(Aim of the task) Scan the records below for the line containing "c.is_ascii_alphanumeric() || c" and the line containing "tokio::fs::create_dir_all(&self.dir).await.map_err(io_err)?;". Copy both, plus every line between, exactly.

(Data records)
%%

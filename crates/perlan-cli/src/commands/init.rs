//! The `perlan init` command.

use anyhow::Result;

pub fn execute() -> Result<()> {
    if std::path::Path::new("perlan.toml").exists() {
        println!("perlan.toml already exists, skipping.");
    } else {
        std::fs::write("perlan.toml", SAMPLE_CONFIG)?;
        println!("Created perlan.toml");
    }

    std::fs::create_dir_all("content")?;
    let example_path = std::path::Path::new("content/example.toml");
    if example_path.exists() {
        println!("content/example.toml already exists, skipping.");
    } else {
        std::fs::write(example_path, EXAMPLE_PACK)?;
        println!("Created content/example.toml");
    }

    println!("\nNext steps:");
    println!("  1. Edit perlan.toml to point at your remote store (or stay offline)");
    println!("  2. Run: perlan validate content/example.toml");
    println!("  3. Run: perlan play --user <name>");

    Ok(())
}

const SAMPLE_CONFIG: &str = r#"# perlan configuration

# Local cache of questions, modules, results and stats.
data_dir = "./perlan-data"

# Authoritative content store. Remove this section to play offline.
# [remote]
# type = "http"
# base_url = "https://content.example.com"
# api_key = "${PERLAN_REMOTE_KEY}"

# [remote]
# type = "file"
# dir = "./perlan-remote"

# Question drafting for `perlan generate`.
# [generator]
# type = "openai"
# api_key = "${OPENAI_API_KEY}"
# model = "gpt-4.1-mini"

[game]
round_size = 10
countdown_ticks = 3
question_time_limit = 15
tick_millis = 1000
"#;

const EXAMPLE_PACK: &str = r#"[pack]
name = "Example pack"

[[questions]]
id = "example-1"
category = "northern-lights"
difficulty = "easy"
text = "Best month to see auroras in Iceland?"
options = ["February", "June", "July"]
correct_index = 0
fact = "Summer nights are too bright for auroras."

[[questions]]
id = "example-2"
category = "water"
difficulty = "medium"
text = "Where does most Reykjavik hot water come from?"
options = ["Geothermal wells", "Glaciers", "The sea"]
correct_index = 0
fact = "Nesjavellir pipes it 27 km to the city."

[[modules]]
id = "mod-example"
category = "perlan"
description = "A two-step tour of the dome."

[[modules.units]]
id = "unit-example-1"
title = "The hot water tanks"
duration = "1 min"
type = "text"
content = "Perlan sits on six tanks that once stored the city's hot water."

[[modules.units]]
id = "unit-example-2"
title = "Check yourself"
duration = "1 min"
type = "quiz"
question = "How many tanks hold up the dome?"
options = ["Four", "Six", "Eight"]
correct_index = 1
"#;

#[cfg(test)]
mod tests {
    use super::*;
    use std::path::Path;

    #[test]
    fn sample_config_parses() {
        let config = perlan_remote::config::parse_config(SAMPLE_CONFIG).unwrap();
        assert!(config.remote.is_none());
        assert_eq!(config.game.round_size, 10);
    }

    #[test]
    fn example_pack_is_valid() {
        let pack = perlan_core::parser::parse_content_pack_str(EXAMPLE_PACK, Path::new("example.toml"))
            .unwrap();
        assert_eq!(pack.questions.len(), 2);
        assert_eq!(pack.modules.len(), 1);
        assert!(perlan_core::parser::validate_content_pack(&pack).is_empty());
    }
}
//! Per-player running totals folded from completed rounds.
//!
//! Totals accumulate monotonically: every result is applied exactly once
//! and nothing is ever recomputed from the results log.

use std::cmp::Ordering;
use std::collections::HashMap;

use chrono::{DateTime, Utc};

use crate::model::{GameResult, PlayerStats};

/// Fold one result into a stats map, returning the updated map.
pub fn apply(
    result: &GameResult,
    mut stats: HashMap<String, PlayerStats>,
    now: DateTime<Utc>,
) -> HashMap<String, PlayerStats> {
    let entry = stats
        .entry(result.username.clone())
        .or_insert_with(|| PlayerStats::new(&result.username));
    fold(entry, result, now);
    stats
}

fn fold(stats: &mut PlayerStats, result: &GameResult, now: DateTime<Utc>) {
    stats.total_games += 1;
    stats.total_score += result.score;
    stats.total_questions_answered += result.total_questions;
    stats.total_correct += result.score;
    stats.last_played = Some(now);
    stats.streak_record = stats.streak_record.max(result.streak_max);
    // First category played wins and is never revisited.
    if stats.best_category.is_none() {
        stats.best_category = Some(result.config.category);
    }
}

/// The stats store, keyed by username.
///
/// Passed explicitly to whoever records results; there is no global map.
#[derive(Debug, Clone, Default, PartialEq)]
pub struct StatsBook {
    players: HashMap<String, PlayerStats>,
}

impl StatsBook {
    pub fn new() -> Self {
        Self::default()
    }

    pub fn from_map(players: HashMap<String, PlayerStats>) -> Self {
        Self { players }
    }

    pub fn as_map(&self) -> &HashMap<String, PlayerStats> {
        &self.players
    }

    pub fn into_map(self) -> HashMap<String, PlayerStats> {
        self.players
    }

    pub fn get(&self, username: &str) -> Option<&PlayerStats> {
        self.players.get(username)
    }

    pub fn len(&self) -> usize {
        self.players.len()
    }

    pub fn is_empty(&self) -> bool {
        self.players.is_empty()
    }

    /// Fold a completed round into its player's totals.
    pub fn apply(&mut self, result: &GameResult, now: DateTime<Utc>) -> &PlayerStats {
        let entry = self
            .players
            .entry(result.username.clone())
            .or_insert_with(|| PlayerStats::new(&result.username));
        fold(entry, result, now);
        entry
    }

    /// Players ordered by total score, then accuracy, then name.
    pub fn leaderboard(&self) -> Vec<&PlayerStats> {
        let mut players: Vec<&PlayerStats> = self.players.values().collect();
        players.sort_by(|a, b| {
            b.total_score
                .cmp(&a.total_score)
                .then_with(|| {
                    b.accuracy()
                        .partial_cmp(&a.accuracy())
                        .unwrap_or(Ordering::Equal)
                })
                .then_with(|| a.username.cmp(&b.username))
        });
        players
    }
}
//! Shuffling for question selection and option ordering.
//!
//! Every call draws from the supplied RNG; nothing is seeded here, so two
//! rounds built from the same pool are independent.

use rand::Rng;

use crate::model::{Category, Question, OPTION_COUNT};

/// In-place Fisher–Yates shuffle.
///
/// Walks from the last index down to 1, swapping each element with a
/// uniformly chosen index in `0..=i`.
pub fn shuffle<T, R: Rng + ?Sized>(items: &mut [T], rng: &mut R) {
    for i in (1..items.len()).rev() {
        let j = rng.gen_range(0..=i);
        items.swap(i, j);
    }
}

/// Return a shuffled copy, leaving the input untouched.
pub fn shuffled<T: Clone, R: Rng + ?Sized>(items: &[T], rng: &mut R) -> Vec<T> {
    let mut copy = items.to_vec();
    shuffle(&mut copy, rng);
    copy
}

/// Maps on-screen option positions back to the stored option order.
#[derive(Debug, Clone, Copy, PartialEq, Eq, Hash)]
pub struct OptionOrder {
    /// `presentation_to_original[p]` is the stored index shown at position `p`.
    presentation_to_original: [usize; OPTION_COUNT],
}

impl OptionOrder {
    /// The unshuffled order.
    pub fn identity() -> Self {
        let mut order = [0; OPTION_COUNT];
        for (i, slot) in order.iter_mut().enumerate() {
            *slot = i;
        }
        Self {
            presentation_to_original: order,
        }
    }

    /// A fresh uniformly random order.
    pub fn shuffled<R: Rng + ?Sized>(rng: &mut R) -> Self {
        let mut order = Self::identity();
        shuffle(&mut order.presentation_to_original, rng);
        order
    }

    /// Build from an explicit permutation. Returns `None` if `order` is not
    /// a permutation of `0..OPTION_COUNT`.
    pub fn from_permutation(order: [usize; OPTION_COUNT]) -> Option<Self> {
        let mut seen = [false; OPTION_COUNT];
        for &i in &order {
            if i >= OPTION_COUNT || seen[i] {
                return None;
            }
            seen[i] = true;
        }
        Some(Self {
            presentation_to_original: order,
        })
    }

    pub fn to_original(&self, presentation_index: usize) -> Option<usize> {
        self.presentation_to_original.get(presentation_index).copied()
    }

    pub fn to_presentation(&self, original_index: usize) -> Option<usize> {
        self.presentation_to_original
            .iter()
            .position(|&o| o == original_index)
    }

    /// Options in on-screen order.
    pub fn present<'a>(&self, options: &'a [String; OPTION_COUNT]) -> [&'a str; OPTION_COUNT] {
        self.presentation_to_original.map(|o| options[o].as_str())
    }
}

/// Pick the questions for one round.
///
/// Filters the pool by category (`General` keeps everything). If fewer
/// than `round_size` questions match, the whole pool is used instead. The
/// result is the first `round_size` entries of a shuffled copy.
pub fn select_round<R: Rng + ?Sized>(
    pool: &[Question],
    category: Category,
    round_size: usize,
    rng: &mut R,
) -> Vec<Question> {
    let filtered: Vec<Question> = if category == Category::General {
        pool.to_vec()
    } else {
        pool.iter()
            .filter(|q| q.category == category)
            .cloned()
            .collect()
    };

    let candidates = if filtered.len() < round_size {
        tracing::debug!(
            "only {} questions in '{category}', falling back to the full pool of {}",
            filtered.len(),
            pool.len()
        );
        pool.to_vec()
    } else {
        filtered
    };

    let mut round = shuffled(&candidates, rng);
    round.truncate(round_size);
    round
}
//! Core data model types for perlan.
//!
//! Field names serialize in camelCase so documents written by earlier
//! clients of the remote store stay readable.

use std::fmt;
use std::str::FromStr;

use chrono::{DateTime, Utc};
use serde::{Deserialize, Serialize};
use uuid::Uuid;

/// Number of answer options on every question.
pub const OPTION_COUNT: usize = 3;

/// Question categories.
#[derive(Debug, Clone, Copy, PartialEq, Eq, Hash, PartialOrd, Ord, Serialize, Deserialize)]
pub enum Category {
    #[serde(rename = "General")]
    General,
    #[serde(rename = "Northern Lights")]
    NorthernLights,
    #[serde(rename = "Volcanoes & Geology")]
    Volcanoes,
    #[serde(rename = "Glaciers & Ice Caves")]
    Glaciers,
    #[serde(rename = "Wildlife & Birds")]
    Wildlife,
    #[serde(rename = "Icelandic History")]
    History,
    #[serde(rename = "Water & Nature")]
    Water,
    #[serde(rename = "Perlan")]
    Perlan,
    #[serde(rename = "Christmas")]
    Christmas,
}

impl Category {
    pub const ALL: [Category; 9] = [
        Category::General,
        Category::NorthernLights,
        Category::Volcanoes,
        Category::Glaciers,
        Category::Wildlife,
        Category::History,
        Category::Water,
        Category::Perlan,
        Category::Christmas,
    ];

    /// Display label, identical to the serialized form.
    pub fn label(&self) -> &'static str {
        match self {
            Category::General => "General",
            Category::NorthernLights => "Northern Lights",
            Category::Volcanoes => "Volcanoes & Geology",
            Category::Glaciers => "Glaciers & Ice Caves",
            Category::Wildlife => "Wildlife & Birds",
            Category::History => "Icelandic History",
            Category::Water => "Water & Nature",
            Category::Perlan => "Perlan",
            Category::Christmas => "Christmas",
        }
    }

    /// Short command-line friendly name.
    pub fn slug(&self) -> &'static str {
        match self {
            Category::General => "general",
            Category::NorthernLights => "northern-lights",
            Category::Volcanoes => "volcanoes",
            Category::Glaciers => "glaciers",
            Category::Wildlife => "wildlife",
            Category::History => "history",
            Category::Water => "water",
            Category::Perlan => "perlan",
            Category::Christmas => "christmas",
        }
    }
}

impl fmt::Display for Category {
    fn fmt(&self, f: &mut fmt::Formatter<'_>) -> fmt::Result {
        f.write_str(self.label())
    }
}

impl FromStr for Category {
    type Err = String;

    fn from_str(s: &str) -> Result<Self, Self::Err> {
        let wanted = s.trim().to_lowercase();
        Category::ALL
            .into_iter()
            .find(|c| c.slug() == wanted || c.label().to_lowercase() == wanted)
            .ok_or_else(|| format!("unknown category: {s}"))
    }
}

/// Question difficulty.
#[derive(Debug, Clone, Copy, PartialEq, Eq, Hash, Serialize, Deserialize)]
pub enum Difficulty {
    Easy,
    Medium,
    Hard,
}

impl fmt::Display for Difficulty {
    fn fmt(&self, f: &mut fmt::Formatter<'_>) -> fmt::Result {
        match self {
            Difficulty::Easy => write!(f, "Easy"),
            Difficulty::Medium => write!(f, "Medium"),
            Difficulty::Hard => write!(f, "Hard"),
        }
    }
}

impl FromStr for Difficulty {
    type Err = String;

    fn from_str(s: &str) -> Result<Self, Self::Err> {
        match s.trim().to_lowercase().as_str() {
            "easy" => Ok(Difficulty::Easy),
            "medium" => Ok(Difficulty::Medium),
            "hard" => Ok(Difficulty::Hard),
            other => Err(format!("unknown difficulty: {other}")),
        }
    }
}

/// A trivia question.
#[derive(Debug, Clone, PartialEq, Eq, Serialize, Deserialize)]
#[serde(rename_all = "camelCase")]
pub struct Question {
    pub id: String,
    pub category: Category,
    pub difficulty: Difficulty,
    pub text: String,
    pub options: [String; OPTION_COUNT],
    /// Index of the correct option in `options`.
    pub correct_index: usize,
    /// The "did you know" fact revealed after answering.
    pub fact: String,
}

/// Settings chosen on the home screen; fixed for the whole round.
#[derive(Debug, Clone, PartialEq, Eq, Serialize, Deserialize)]
#[serde(rename_all = "camelCase")]
pub struct GameConfig {
    pub username: String,
    pub category: Category,
    pub difficulty: Difficulty,
    pub is_challenge_mode: bool,
}

/// One answered (or timed-out) question.
#[derive(Debug, Clone, PartialEq, Eq, Serialize, Deserialize)]
#[serde(rename_all = "camelCase")]
pub struct PlayerAnswer {
    pub question_id: String,
    /// Original, pre-shuffle option index; `None` when the timer ran out.
    #[serde(with = "timeout_index")]
    pub selected_option_index: Option<usize>,
    pub is_correct: bool,
    /// Ticks spent on the question before answering.
    pub time_taken: u32,
}

/// Serializes a missing selection as `-1`.
mod timeout_index {
    use serde::{Deserialize, Deserializer, Serializer};

    pub fn serialize<S: Serializer>(value: &Option<usize>, s: S) -> Result<S::Ok, S::Error> {
        match value {
            Some(index) => s.serialize_i64(*index as i64),
            None => s.serialize_i64(-1),
        }
    }

    pub fn deserialize<'de, D: Deserializer<'de>>(d: D) -> Result<Option<usize>, D::Error> {
        let raw = i64::deserialize(d)?;
        Ok(usize::try_from(raw).ok())
    }
}

/// The outcome of a completed round.
#[derive(Debug, Clone, PartialEq, Serialize, Deserialize)]
#[serde(rename_all = "camelCase")]
pub struct GameResult {
    pub id: Uuid,
    pub timestamp: DateTime<Utc>,
    pub username: String,
    pub config: GameConfig,
    /// Always equal to the number of correct answers.
    pub score: u32,
    pub total_questions: u32,
    pub answers: Vec<PlayerAnswer>,
    pub streak_max: u32,
}

/// Running totals for one player.
#[derive(Debug, Clone, PartialEq, Serialize, Deserialize)]
#[serde(rename_all = "camelCase")]
pub struct PlayerStats {
    pub username: String,
    pub total_games: u32,
    pub total_score: u32,
    pub total_questions_answered: u32,
    pub total_correct: u32,
    pub best_category: Option<Category>,
    pub streak_record: u32,
    pub last_played: Option<DateTime<Utc>>,
}

impl PlayerStats {
    pub fn new(username: &str) -> Self {
        Self {
            username: username.to_string(),
            total_games: 0,
            total_score: 0,
            total_questions_answered: 0,
            total_correct: 0,
            best_category: None,
            streak_record: 0,
            last_played: None,
        }
    }

    /// Fraction of answered questions that were correct.
    pub fn accuracy(&self) -> f64 {
        if self.total_questions_answered == 0 {
            0.0
        } else {
            self.total_correct as f64 / self.total_questions_answered as f64
        }
    }
}

// ---------------------------------------------------------------------------
// Learning content
// ---------------------------------------------------------------------------

/// A two-sided study card.
#[derive(Debug, Clone, PartialEq, Eq, Serialize, Deserialize)]
pub struct Flashcard {
    pub front: String,
    pub back: String,
}

/// A single knowledge-check question inside a course module.
#[derive(Debug, Clone, PartialEq, Eq, Serialize, Deserialize)]
#[serde(rename_all = "camelCase")]
pub struct LearningQuiz {
    pub question: String,
    pub options: Vec<String>,
    pub correct_index: usize,
}

/// What a learning unit contains.
#[derive(Debug, Clone, PartialEq, Eq, Serialize, Deserialize)]
#[serde(tag = "type", rename_all = "lowercase")]
pub enum UnitBody {
    Text { content: String },
    Flashcards { flashcards: Vec<Flashcard> },
    Quiz { quiz: LearningQuiz },
}

impl UnitBody {
    pub fn kind(&self) -> &'static str {
        match self {
            UnitBody::Text { .. } => "text",
            UnitBody::Flashcards { .. } => "flashcards",
            UnitBody::Quiz { .. } => "quiz",
        }
    }
}

/// One step of a course module.
#[derive(Debug, Clone, PartialEq, Eq, Serialize, Deserialize)]
pub struct LearningUnit {
    pub id: String,
    pub title: String,
    /// Human-readable estimate such as "2 min".
    pub duration: String,
    #[serde(flatten)]
    pub body: UnitBody,
}

/// An ordered, gated sequence of learning units.
#[derive(Debug, Clone, PartialEq, Eq, Serialize, Deserialize)]
pub struct CourseModule {
    pub id: String,
    pub category: Category,
    pub description: String,
    #[serde(default)]
    pub units: Vec<LearningUnit>,
}

/// Which learning units a player has finished.
#[derive(Debug, Clone, Default, PartialEq, Eq, Serialize, Deserialize)]
#[serde(rename_all = "camelCase")]
pub struct UserProgress {
    pub username: String,
    #[serde(default)]
    pub completed_unit_ids: Vec<String>,
}

impl UserProgress {
    pub fn new(username: &str) -> Self {
        Self {
            username: username.to_string(),
            completed_unit_ids: Vec::new(),
        }
    }

    pub fn is_complete(&self, unit_id: &str) -> bool {
        self.completed_unit_ids.iter().any(|id| id == unit_id)
    }
}
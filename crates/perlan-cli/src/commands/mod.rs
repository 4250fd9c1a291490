pub mod generate;
pub mod import;
pub mod init;
pub mod learn;
pub mod modules;
pub mod play;
pub mod questions;
pub mod reset;
pub mod stats;
pub mod sync;
pub mod validate;
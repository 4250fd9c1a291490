//! JSON-file remote store for single-machine deployments.
//!
//! Each collection is one `<collection>.json` file holding an object that
//! maps document id to document data. Several processes on one machine can
//! share a directory as their "remote".

use std::path::{Path, PathBuf};

use async_trait::async_trait;
use tokio::sync::Mutex;

use perlan_core::error::RemoteError;
use perlan_core::traits::{Document, RemoteStore};

type DocumentMap = serde_json::Map<String, serde_json::Value>;

/// A remote store backed by a directory of JSON files.
#[derive(Debug)]
pub struct FileRemote {
    dir: PathBuf,
    /// Serializes read-modify-write cycles within this process.
    write_lock: Mutex<()>,
}

impl FileRemote {
    pub fn new(dir: impl Into<PathBuf>) -> Self {
        Self {
            dir: dir.into(),
            write_lock: Mutex::new(()),
        }
    }

    pub fn dir(&self) -> &Path {
        &self.dir
    }

    fn path(&self, collection: &str) -> Result<PathBuf, RemoteError> {
        if collection.is_empty()
            || !collection
                .chars()
                .all(|c| c.is_ascii_alphanumeric() || c == '_' || c == '-')
        {
            return Err(RemoteError::NotFound(format!("invalid collection '{collection}'")));
        }
        Ok(self.dir.join(format!("{collection}.json")))
    }

    async fn read(&self, collection: &str) -> anyhow::Result<DocumentMap> {
        let path = self.path(collection)?;
        match tokio::fs::read_to_string(&path).await {
            Ok(raw) => serde_json::from_str(&raw).map_err(|e| {
                RemoteError::ApiError {
                    status: 0,
                    message: format!("corrupt collection file {}: {e}", path.display()),
                }
                .into()
            }),
            Err(e) if e.kind() == std::io::ErrorKind::NotFound => Ok(DocumentMap::new()),
            Err(e) => Err(RemoteError::NetworkError(format!("{}: {e}", path.display())).into()),
        }
    }

    async fn write(&self, collection: &str, docs: &DocumentMap) -> anyhow::Result<()> {
        let path = self.path(collection)?;
        let io_err = |e: std::io::Error| RemoteError::NetworkError(format!("{}: {e}", path.display()));
        tokio::fs::create_dir_all(&self.dir).await.map_err(io_err)?;
        let temp = self.dir.join(format!(".{collection}.tmp"));
        let raw = serde_json::to_string_pretty(docs)?;
        tokio::fs::write(&temp, raw).await.map_err(io_err)?;
        tokio::fs::rename(&temp, &path).await.map_err(io_err)?;
        Ok(())
    }
}

#[async_trait]
impl RemoteStore for FileRemote {
    fn name(&self) -> &str {
        "file"
    }

    async fn list(&self, collection: &str) -> anyhow::Result<Vec<Document>> {
        let docs = self.read(collection).await?;
        Ok(docs
            .into_iter()
            .map(|(id, data)| Document { id, data })
            .collect())
    }

    async fn put(&self, collection: &str, id: &str, data: &serde_json::Value) -> anyhow::Result<()> {
        let _guard = self.write_lock.lock().await;
        let mut docs = self.read(collection).await?;
        docs.insert(id.to_string(), data.clone());
        self.write(collection, &docs).await
    }

    async fn delete(&self, collection: &str, id: &str) -> anyhow::Result<()> {
        let _guard = self.write_lock.lock().await;
        let mut docs = self.read(collection).await?;
        if docs.remove(id).is_some() {
            self.write(collection, &docs).await?;
        }
        Ok(())
    }
}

%%

(Output for this task)
                .all(|c| c.is_ascii_alphanumeric() || c == '_' || c == '-')
        {
            return Err(RemoteError::NotFound(format!("invalid collection '{collection}'")));
        }
        Ok(self.dir.join(format!("{collection}.json")))
    }

    async fn read(&self, collection: &str) -> anyhow::Result<DocumentMap> {
        let path = self.path(collection)?;
        match tokio::fs::read_to_string(&path).await {
            Ok(raw) => serde_json::from_str(&raw).map_err(|e| {
                RemoteError::ApiError {
                    status: 0,
                    message: format!("corrupt collection file {}: {e}", path.display()),
                }
                .into()
            }),
            Err(e) if e.kind() == std::io::ErrorKind::NotFound => Ok(DocumentMap::new()),
            Err(e) => Err(RemoteError::NetworkError(format!("{}: {e}", path.display())).into()),
        }
    }

    async fn write(&self, collection: &str, docs: &DocumentMap) -> anyhow::Result<()> {
        let path = self.path(collection)?;
        let io_err = |e: std::io::Error| RemoteError::NetworkError(format!("{}: {e}", path.display()));
        tokio::fs::create_dir_all(&self.dir).await.map_err(io_err)?;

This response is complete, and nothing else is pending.